■ Required action ■
For each line of the data below that contains "when", return that line.
——
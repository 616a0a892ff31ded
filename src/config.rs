//! Application configuration loaded from a hierarchical TOML document.
//!
//! One loader builds an immutable settings tree: the user document is
//! deserialized over per-field defaults, `*_file` options are resolved by
//! reading the referenced file, and cross-field invariants are validated up
//! front. Any problem is fatal before the scheduler starts.

use std::collections::BTreeMap;
use std::path::{Path, PathBuf};
use std::str::FromStr;

use secrecy::SecretString;
use serde::Deserialize;

/// Environment variable naming the settings file when `--toml` is not given.
pub const CONFIG_ENV_VAR: &str = "IPA_CONFIG_TOML";

/// Environment variable flagging a containerized deployment (stdout logging
/// plus the liveness endpoint).
pub const CONTAINERIZED_ENV_VAR: &str = "IPA_CONTAINERIZED";

/// Port the liveness endpoint binds when containerized.
pub const HEALTHCHECK_PORT: u16 = 8080;

/// Packaged default values.
pub mod defaults {
    pub const DEFAULT_TIMEZONE: &str = "UTC";
    pub const DEFAULT_DAILY_CRON: &str = "0 2 * * *";
    pub const DEFAULT_INTERVAL_MINUTES: u64 = 3;
    pub const DEFAULT_DB_NAME: &str = "ipa_orchestrator.db";
    pub const DEFAULT_LOG_FILE: &str = "./ipa_orchestrator.log";
    pub const DEFAULT_HEARTBEAT_FILE: &str = "./ipa_heartbeat.txt";
    pub const DEFAULT_MAIN_BRANCH: &str = "main";
    /// First month the upstream archive can produce a complete image for.
    pub const DEFAULT_MIN_MONTH: &str = "2000-03";
    pub const DEFAULT_TERRA_COLLECTION: &str = "MODIS/061/MOD10A1";
    pub const DEFAULT_AQUA_COLLECTION: &str = "MODIS/061/MYD10A1";
}

/// Configuration errors. All fatal at startup.
#[derive(Debug, thiserror::Error)]
pub enum ConfigError {
    #[error("Failed to read {path}: {source}")]
    Read {
        path: PathBuf,
        source: std::io::Error,
    },

    #[error("Failed to parse settings TOML: {0}")]
    Parse(#[from] toml::de::Error),

    #[error("Configuration validation failed:\n{}", .0.iter().map(|e| format!("  - {}", e)).collect::<Vec<_>>().join("\n"))]
    Validation(Vec<String>),
}
//! Create website_updates table.

use sea_orm_migration::prelude::*;

#[derive(DeriveMigrationName)]
pub struct Migration;

#[async_trait::async_trait]
impl MigrationTrait for Migration {
    async fn up(&self, manager: &SchemaManager) -> Result<(), DbErr> {
        manager
            .create_table(
                Table::create()
                    .table(WebsiteUpdate::Table)
                    .if_not_exists()
                    .col(
                        ColumnDef::new(WebsiteUpdate::Id)
                            .integer()
                            .not_null()
                            .auto_increment()
                            .primary_key(),
                    )
                    .col(
                        ColumnDef::new(WebsiteUpdate::JobId)
                            .string_len(36)
                            .not_null(),
                    )
                    .col(
                        ColumnDef::new(WebsiteUpdate::Status)
                            .string()
                            .not_null()
                            .default("PENDING"),
                    )
                    .col(ColumnDef::new(WebsiteUpdate::PullRequestId).string())
                    .col(ColumnDef::new(WebsiteUpdate::PullRequestUrl).string())
                    .col(
                        ColumnDef::new(WebsiteUpdate::Attempts)
                            .integer()
                            .not_null()
                            .default(0),
                    )
                    .col(ColumnDef::new(WebsiteUpdate::LastError).text())
                    .col(
                        ColumnDef::new(WebsiteUpdate::CreatedAt)
                            .timestamp_with_time_zone()
                            .not_null(),
                    )
                    .col(
                        ColumnDef::new(WebsiteUpdate::UpdatedAt)
                            .timestamp_with_time_zone()
                            .not_null(),
                    )
                    .foreign_key(
                        ForeignKey::create()
                            .name("fk_website_updates_job_id")
                            .from(WebsiteUpdate::Table, WebsiteUpdate::JobId)
                            .to(Job::Table, Job::Id)
                            .on_delete(ForeignKeyAction::Cascade),
                    )
                    .to_owned(),
            )
            .await?;

        manager
            .create_index(
                Index::create()
                    .name("idx_websites_job_id")
                    .table(WebsiteUpdate::Table)
                    .col(WebsiteUpdate::JobId)
                    .to_owned(),
            )
            .await?;

        Ok(())
    }

    async fn down(&self, manager: &SchemaManager) -> Result<(), DbErr> {
        manager
            .drop_table(Table::drop().table(WebsiteUpdate::Table).to_owned())
            .await
    }
}

#[derive(DeriveIden)]
enum WebsiteUpdate {
    #[sea_orm(iden = "website_updates")]
    Table,
    Id,
    JobId,
    Status,
    PullRequestId,
    PullRequestUrl,
    Attempts,
    LastError,
    CreatedAt,
    UpdatedAt,
}

#[derive(DeriveIden)]
enum Job {
    #[sea_orm(iden = "jobs")]
    Table,
    Id,
}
——
■ Response ■
/// Environment variable naming the settings file when `--toml` is not given.
/// Port the liveness endpoint binds when containerized.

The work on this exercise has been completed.